# WHAT YOU HAVE TO DO
Pick every line with "expected" from the material below.

# INFORMATION
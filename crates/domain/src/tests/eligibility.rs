// Copyright (C) 2026 Fred Clausen
// Use of this source code is governed by an MIT-style
// license that can be found in the LICENSE file or at
// https://opensource.org/licenses/MIT.

use super::people;
use crate::{Restriction, RestrictionPolicy, Role, eligible_people};
use std::collections::BTreeSet;

#[test]
fn test_final_prayer_admits_all_codes_and_unrestricted() {
    let roster: Vec<String> = people(&["Ana!", "Bruno", "Carla\""]);
    assert_eq!(eligible_people(&roster, Role::OracaoFinal), roster);
}

#[test]
fn test_stage_admits_only_unrestricted() {
    let roster: Vec<String> = people(&["Ana!", "Bruno", "Carla\""]);
    assert_eq!(eligible_people(&roster, Role::Palco), people(&["Bruno"]));
}

#[test]
fn test_codes_are_nested() {
    let roster: Vec<String> = people(&["Ana!", "Beto*", "Carla\""]);
    assert_eq!(
        eligible_people(&roster, Role::Leitura),
        people(&["Ana!"])
    );
    assert_eq!(
        eligible_people(&roster, Role::Presidencia),
        people(&["Ana!", "Beto*"])
    );
}

#[test]
fn test_every_role_matches_the_code_table() {
    let policy: RestrictionPolicy = RestrictionPolicy::standard();
    let roster: Vec<String> = people(&["Ana!", "Beto*", "Carla\"", "Davi", "Eva?"]);
    for role in Role::ALL {
        let eligible: Vec<String> = policy.eligible_people(&roster, role);
        for name in &roster {
            let expected: bool = match name.chars().last() {
                Some('!') => matches!(role, Role::Presidencia | Role::Leitura | Role::OracaoFinal),
                Some('*') => matches!(role, Role::Presidencia | Role::OracaoFinal),
                Some('"') => role == Role::OracaoFinal,
                _ => true,
            };
            assert_eq!(eligible.contains(name), expected, "{name} / {role}");
        }
    }
}

#[test]
fn test_code_must_be_last_character() {
    let roster: Vec<String> = people(&["!Ana", "An*a"]);
    assert_eq!(eligible_people(&roster, Role::Palco), roster);
}

#[test]
fn test_empty_name_fails_open() {
    let policy: RestrictionPolicy = RestrictionPolicy::standard();
    assert_eq!(policy.classify(""), Restriction::Unrestricted);
    assert!(policy.is_eligible("", Role::Palco));
}

#[test]
fn test_classify_returns_explicit_roles() {
    let policy: RestrictionPolicy = RestrictionPolicy::standard();
    let expected: BTreeSet<Role> = [Role::Presidencia, Role::OracaoFinal].into_iter().collect();
    assert_eq!(policy.classify("Beto*"), Restriction::AllowedRoles(expected));
    assert_eq!(policy.person("Beto").restriction, Restriction::Unrestricted);
}

#[test]
fn test_custom_policy_codes() {
    let policy: RestrictionPolicy = RestrictionPolicy::empty().with_code('#', [Role::Palco]);
    let roster: Vec<String> = people(&["Ana!", "Gil#"]);
    assert_eq!(policy.eligible_people(&roster, Role::Leitura), people(&["Ana!"]));
    assert_eq!(policy.eligible_people(&roster, Role::Palco), roster);
}

#[test]
fn test_roster_order_is_preserved() {
    let roster: Vec<String> = people(&["Zeca", "Ana", "Mara"]);
    assert_eq!(eligible_people(&roster, Role::Palco), roster);
}
// Copyright (C) 2026 Fred Clausen
// Use of this source code is governed by an MIT-style
// license that can be found in the LICENSE file or at
// https://opensource.org/licenses/MIT.

/// Errors that can occur during persistence operations.
#[derive(Debug, Clone, PartialEq, Eq)]
pub enum PersistenceError {
    /// A database error occurred.
    DatabaseError(String),
    /// Database connection failed.
    DatabaseConnectionFailed(String),
    /// Database migration failed.
    MigrationFailed(String),
    /// Query execution failed.
    QueryFailed(String),
    /// Serialization/deserialization error.
    SerializationError(String),
    /// Initialization error.
    InitializationError(String),
    /// The stored document changed since it was read.
    VersionConflict {
        /// The version the writer based its change on.
        expected: i64,
        /// The version currently stored.
        actual: i64,
    },
    /// The backing store cannot be reached.
    Unavailable(String),
    /// The requested resource was not found.
    NotFound(String),
}

impl std::fmt::Display for PersistenceError {
    fn fmt(&self, f: &mut std::fmt::Formatter<'_>) -> std::fmt::Result {
        match self {
            Self::DatabaseError(msg) => write!(f, "Database error: {msg}"),
            Self::DatabaseConnectionFailed(msg) => {
                write!(f, "Database connection failed: {msg}")
            }
            Self::MigrationFailed(msg) => write!(f, "Migration failed: {msg}"),
            Self::QueryFailed(msg) => write!(f, "Query failed: {msg}"),
            Self::SerializationError(msg) => write!(f, "Serialization error: {msg}"),
            Self::InitializationError(msg) => write!(f, "Initialization error: {msg}"),
            Self::VersionConflict { expected, actual } => write!(
                f,
                "Document was modified elsewhere: expected version {expected}, found {actual}"
            ),
            Self::Unavailable(msg) => write!(f, "Storage unavailable: {msg}"),
            Self::NotFound(msg) => write!(f, "Not found: {msg}"),
        }
    }
}

impl std::error::Error for PersistenceError {}

impl From<diesel::result::Error> for PersistenceError {
    fn from(err: diesel::result::Error) -> Self {
        match err {
            diesel::result::Error::NotFound => Self::NotFound("Record not found".to_string()),
            _ => Self::DatabaseError(err.to_string()),
        }
    }
}

impl From<diesel::ConnectionError> for PersistenceError {
    fn from(err: diesel::ConnectionError) -> Self {
        Self::DatabaseConnectionFailed(err.to_string())
    }
}

impl From<serde_json::Error> for PersistenceError {
    fn from(err: serde_json::Error) -> Self {
        Self::SerializationError(err.to_string())
    }
}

# RESPONSE TO THIS EXERCISE
            let expected: bool = match name.chars().last() {
            assert_eq!(eligible.contains(name), expected, "{name} / {role}");
    let expected: BTreeSet<Role> = [Role::Presidencia, Role::OracaoFinal].into_iter().collect();
    assert_eq!(policy.classify("Beto*"), Restriction::AllowedRoles(expected));
        expected: i64,
            Self::VersionConflict { expected, actual } => write!(
                "Document was modified elsewhere: expected version {expected}, found {actual}"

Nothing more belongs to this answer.